◆ **Exercise data**

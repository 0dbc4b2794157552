//! One simulator interface: registry, protocol and connection state.
//!
//! [`ExportInterface`] is deliberately synchronous and single-owner. Every
//! inbound packet, action, retry tick and heartbeat check goes through
//! `&mut self`, so function state is only ever touched from one place. The
//! async service wraps it in a single task; tests drive it directly.

use std::collections::HashSet;
use std::net::SocketAddr;
use std::time::Instant;

use flightdeck_functions::{
    ActionContext, ActionOutcome, BindingAddress, BindingEvent, BindingValue, FunctionRegistry,
    Notifications, Outbox, ValueDescriptor,
};
use serde::Serialize;
use tracing::{debug, info, warn};

use crate::alert::decode_alert;
use crate::config::InterfaceConfig;
use crate::error::InterfaceResult;
use crate::framing::{ACTIVE_DRIVER, ACTIVE_VEHICLE, ALERT_MESSAGE, ALIVE, encode_command, parse_datagram};
use crate::monitor::{ConnectionMonitor, ConnectionState};
use crate::protocol::{ExportProtocol, RequestKind, RetryScheduler};
use crate::retry::{RetryState, TickOutcome};
use crate::transport::Transport;

/// Something the host may react to.
#[derive(Debug, Clone, PartialEq, Serialize)]
#[serde(tag = "type", content = "data", rename_all = "snake_case")]
pub enum InterfaceEvent {
    Binding(BindingEvent),
    Connected,
    Disconnected,
    DriverChanged(String),
    VehicleChanged(String),
    SynchronizedChanged(bool),
    Alert(String),
}

/// Result of invoking an action.
#[derive(Debug, Clone, PartialEq, Serialize)]
pub struct ActionReport {
    pub outcome: ActionOutcome,
    /// Datagrams handed to the transport.
    pub sent: Vec<String>,
    /// Datagrams composed but dropped because the transport was not ready.
    pub dropped: usize,
    pub events: Vec<InterfaceEvent>,
}

#[derive(Debug, Clone, PartialEq, Serialize)]
pub struct InterfaceStatus {
    pub connection: ConnectionState,
    pub synchronized: bool,
    pub transport_ready: bool,
    pub expected_driver: Option<String>,
    pub active_driver: Option<String>,
    pub active_vehicle: Option<String>,
    pub driver_request: RetryState,
    pub module_request: RetryState,
    pub functions: usize,
    pub unknown_ids: usize,
}

/// A value and its current content.
#[derive(Debug, Clone, PartialEq, Serialize)]
pub struct ValueSnapshot {
    #[serde(flatten)]
    pub descriptor: ValueDescriptor,
    pub value: BindingValue,
}

#[derive(Debug)]
pub struct ExportInterface<T: Transport> {
    config: InterfaceConfig,
    registry: FunctionRegistry,
    transport: T,
    protocol: ExportProtocol,
    monitor: ConnectionMonitor,
    active_driver: Option<String>,
    active_vehicle: Option<String>,
    synchronized: bool,
    /// Unknown ids already reported this session.
    unknown_ids: HashSet<String>,
}

impl<T: Transport> ExportInterface<T> {
    /// # Errors
    ///
    /// Returns the configuration validation failure, if any.
    pub fn new(
        config: InterfaceConfig,
        registry: FunctionRegistry,
        transport: T,
        scheduler: Box<dyn RetryScheduler>,
    ) -> InterfaceResult<Self> {
        config.validate()?;
        let protocol = ExportProtocol::new(&config, scheduler);
        let monitor = ConnectionMonitor::new(config.heartbeat_timeout());
        Ok(Self {
            config,
            registry,
            transport,
            protocol,
            monitor,
            active_driver: None,
            active_vehicle: None,
            synchronized: false,
            unknown_ids: HashSet::new(),
        })
    }

    pub fn config(&self) -> &InterfaceConfig {
        &self.config
    }

    pub fn registry(&self) -> &FunctionRegistry {
        &self.registry
    }

    pub fn transport(&self) -> &T {
        &self.transport
    }

    pub fn protocol(&self) -> &ExportProtocol {
        &self.protocol
    }

    pub fn is_synchronized(&self) -> bool {
        self.synchronized
    }

    pub fn connection_state(&self) -> ConnectionState {
        self.monitor.state()
    }

    /// Issues the start-up control requests.
    pub fn start(&mut self) {
        info!(
            functions = self.registry.len(),
            expected_driver = ?self.config.expected_driver,
            "Starting export interface"
        );
        self.protocol.start(&self.transport);
    }

    /// Handles one inbound datagram.
    pub fn receive_datagram(
        &mut self,
        bytes: &[u8],
        from: Option<SocketAddr>,
        now: Instant,
    ) -> Vec<InterfaceEvent> {
        let mut events = Vec::new();
        if let Some(peer) = from {
            self.transport.observe_peer(peer);
        }

        if self.monitor.record_packet(now) == Some(ConnectionState::Connected) {
            events.push(InterfaceEvent::Connected);
            self.protocol.restart();
        }

        let mut notifications = Notifications::new();
        for pair in parse_datagram(bytes) {
            match pair.id.as_str() {
                ALIVE => {}
                ACTIVE_DRIVER => self.on_active_driver(&pair.value, &mut events),
                ACTIVE_VEHICLE => self.on_active_vehicle(&pair.value, &mut events),
                ALERT_MESSAGE => match decode_alert(&pair.value) {
                    Ok(message) => {
                        warn!(message = %message, "Exporter reported an error");
                        events.push(InterfaceEvent::Alert(message));
                    }
                    Err(error) => debug!(error = %error, "Undecodable alert message"),
                },
                id => {
                    if !self.registry.dispatch(id, &pair.value, &mut notifications) {
                        self.on_unknown_id(id);
                    }
                }
            }
        }
        events.extend(notifications.drain().map(InterfaceEvent::Binding));
        events
    }

    /// Invokes an action and sends whatever it composed.
    ///
    /// # Errors
    ///
    /// Fails when the address names no registered function or action.
    pub fn execute_action(
        &mut self,
        address: &BindingAddress,
        parameter: &BindingValue,
    ) -> InterfaceResult<ActionReport> {
        let mut notifications = Notifications::new();
        let mut outbox = Outbox::new();
        let outcome = {
            let mut context = ActionContext::new(&mut notifications, &mut outbox);
            self.registry.execute(address, parameter, &mut context)?
        };
        if let ActionOutcome::Ignored(reason) = &outcome {
            debug!(action = %address, reason = %reason, "Action ignored");
        }

        let mut sent = Vec::new();
        let mut dropped = 0usize;
        for command in outbox.drain() {
            let datagram = encode_command(&command);
            if !self.transport.is_ready() {
                debug!(command = %command, "Transport not ready; command dropped");
                dropped = dropped.saturating_add(1);
                continue;
            }
            match self.transport.send(&datagram) {
                Ok(()) => sent.push(datagram),
                Err(error) => {
                    debug!(command = %command, error = %error, "Command send failed");
                    dropped = dropped.saturating_add(1);
                }
            }
        }

        Ok(ActionReport {
            outcome,
            sent,
            dropped,
            events: notifications.drain().map(InterfaceEvent::Binding).collect(),
        })
    }

    /// Applies the heartbeat timeout.
    ///
    /// On disconnect every function is reset and synchronization is lost.
    pub fn check_connection(&mut self, now: Instant) -> Vec<InterfaceEvent> {
        let mut events = Vec::new();
        if self.monitor.check(now) != Some(ConnectionState::Disconnected) {
            return events;
        }
        events.push(InterfaceEvent::Disconnected);
        self.active_driver = None;
        self.active_vehicle = None;
        self.set_synchronized(false, &mut events);

        let mut notifications = Notifications::new();
        self.registry.reset_all(&mut notifications);
        events.extend(notifications.drain().map(InterfaceEvent::Binding));
        events
    }

    /// Retry timer for `kind` fired.
    pub fn retry_tick(&mut self, kind: RequestKind) -> TickOutcome {
        self.protocol.tick(kind, &self.transport)
    }

    /// Asks the remote to load `name` and makes it the expected driver.
    pub fn request_driver(&mut self, name: &str) -> Vec<InterfaceEvent> {
        self.config.expected_driver = Some(name.to_string());
        self.protocol.set_expected_driver(Some(name.to_string()));
        self.protocol.request_driver(name, &self.transport);
        let mut events = Vec::new();
        self.update_synchronized(&mut events);
        events
    }

    pub fn request_module(&mut self) {
        self.protocol.request_module(&self.transport);
    }

    /// Swaps in a registry built elsewhere.
    ///
    /// The outgoing registry is dropped whole; nothing observes a partly
    /// rebuilt one.
    pub fn replace_registry(&mut self, registry: FunctionRegistry) -> FunctionRegistry {
        info!(
            previous = self.registry.len(),
            functions = registry.len(),
            "Replacing function registry"
        );
        self.unknown_ids.clear();
        std::mem::replace(&mut self.registry, registry)
    }

    /// Stops all retries.
    pub fn shutdown(&mut self) {
        self.protocol.stop_all();
    }

    pub fn values(&self) -> Vec<ValueSnapshot> {
        self.registry
            .iter()
            .flat_map(|function| function.values())
            .map(|(descriptor, value)| ValueSnapshot { descriptor, value })
            .collect()
    }

    pub fn status(&self) -> InterfaceStatus {
        InterfaceStatus {
            connection: self.monitor.state(),
            synchronized: self.synchronized,
            transport_ready: self.transport.is_ready(),
            expected_driver: self.config.expected_driver.clone(),
            active_driver: self.active_driver.clone(),
            active_vehicle: self.active_vehicle.clone(),
            driver_request: self.protocol.state(RequestKind::Driver),
            module_request: self.protocol.state(RequestKind::Module),
            functions: self.registry.len(),
            unknown_ids: self.unknown_ids.len(),
        }
    }

    fn on_active_driver(&mut self, name: &str, events: &mut Vec<InterfaceEvent>) {
        let name = name.trim();
        if self.active_driver.as_deref() != Some(name) {
            info!(driver = %name, "Exporter driver changed");
            self.active_driver = Some(name.to_string());
            events.push(InterfaceEvent::DriverChanged(name.to_string()));

            // The remote switched away after an earlier acknowledgement.
            if let Some(expected) = self.config.expected_driver.clone()
                && expected != name
                && self.protocol.state(RequestKind::Driver) == RetryState::Idle
            {
                self.protocol.request_driver(&expected, &self.transport);
            }
        }
        self.protocol.on_active_driver(name);
        self.update_synchronized(events);
    }

    fn on_active_vehicle(&mut self, vehicle: &str, events: &mut Vec<InterfaceEvent>) {
        let vehicle = vehicle.trim();
        if self.active_vehicle.as_deref() != Some(vehicle) {
            info!(vehicle = %vehicle, "Exporter vehicle changed");
            self.active_vehicle = Some(vehicle.to_string());
            events.push(InterfaceEvent::VehicleChanged(vehicle.to_string()));
        }
        self.protocol.on_active_vehicle(vehicle);
    }

    fn on_unknown_id(&mut self, id: &str) {
        if self.synchronized && self.unknown_ids.insert(id.to_string()) {
            info!(id = %id, "No function registered for wire id");
        }
    }

    fn update_synchronized(&mut self, events: &mut Vec<InterfaceEvent>) {
        let synchronized = match (&self.config.expected_driver, &self.active_driver) {
            (Some(expected), Some(active)) => expected == active,
            (None, Some(active)) => !active.is_empty(),
            (_, None) => false,
        };
        self.set_synchronized(synchronized, events);
    }

    fn set_synchronized(&mut self, synchronized: bool, events: &mut Vec<InterfaceEvent>) {
        if self.synchronized == synchronized {
            return;
        }
        self.synchronized = synchronized;
        info!(
            synchronized,
            driver = ?self.active_driver,
            "Synchronization with exporter changed"
        );
        events.push(InterfaceEvent::SynchronizedChanged(synchronized));
    }
}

◆ **Exercise description**
Reproduce every line above containing "reason".

◆ **Exercise output**
        if let ActionOutcome::Ignored(reason) = &outcome {
            debug!(action = %address, reason = %reason, "Action ignored");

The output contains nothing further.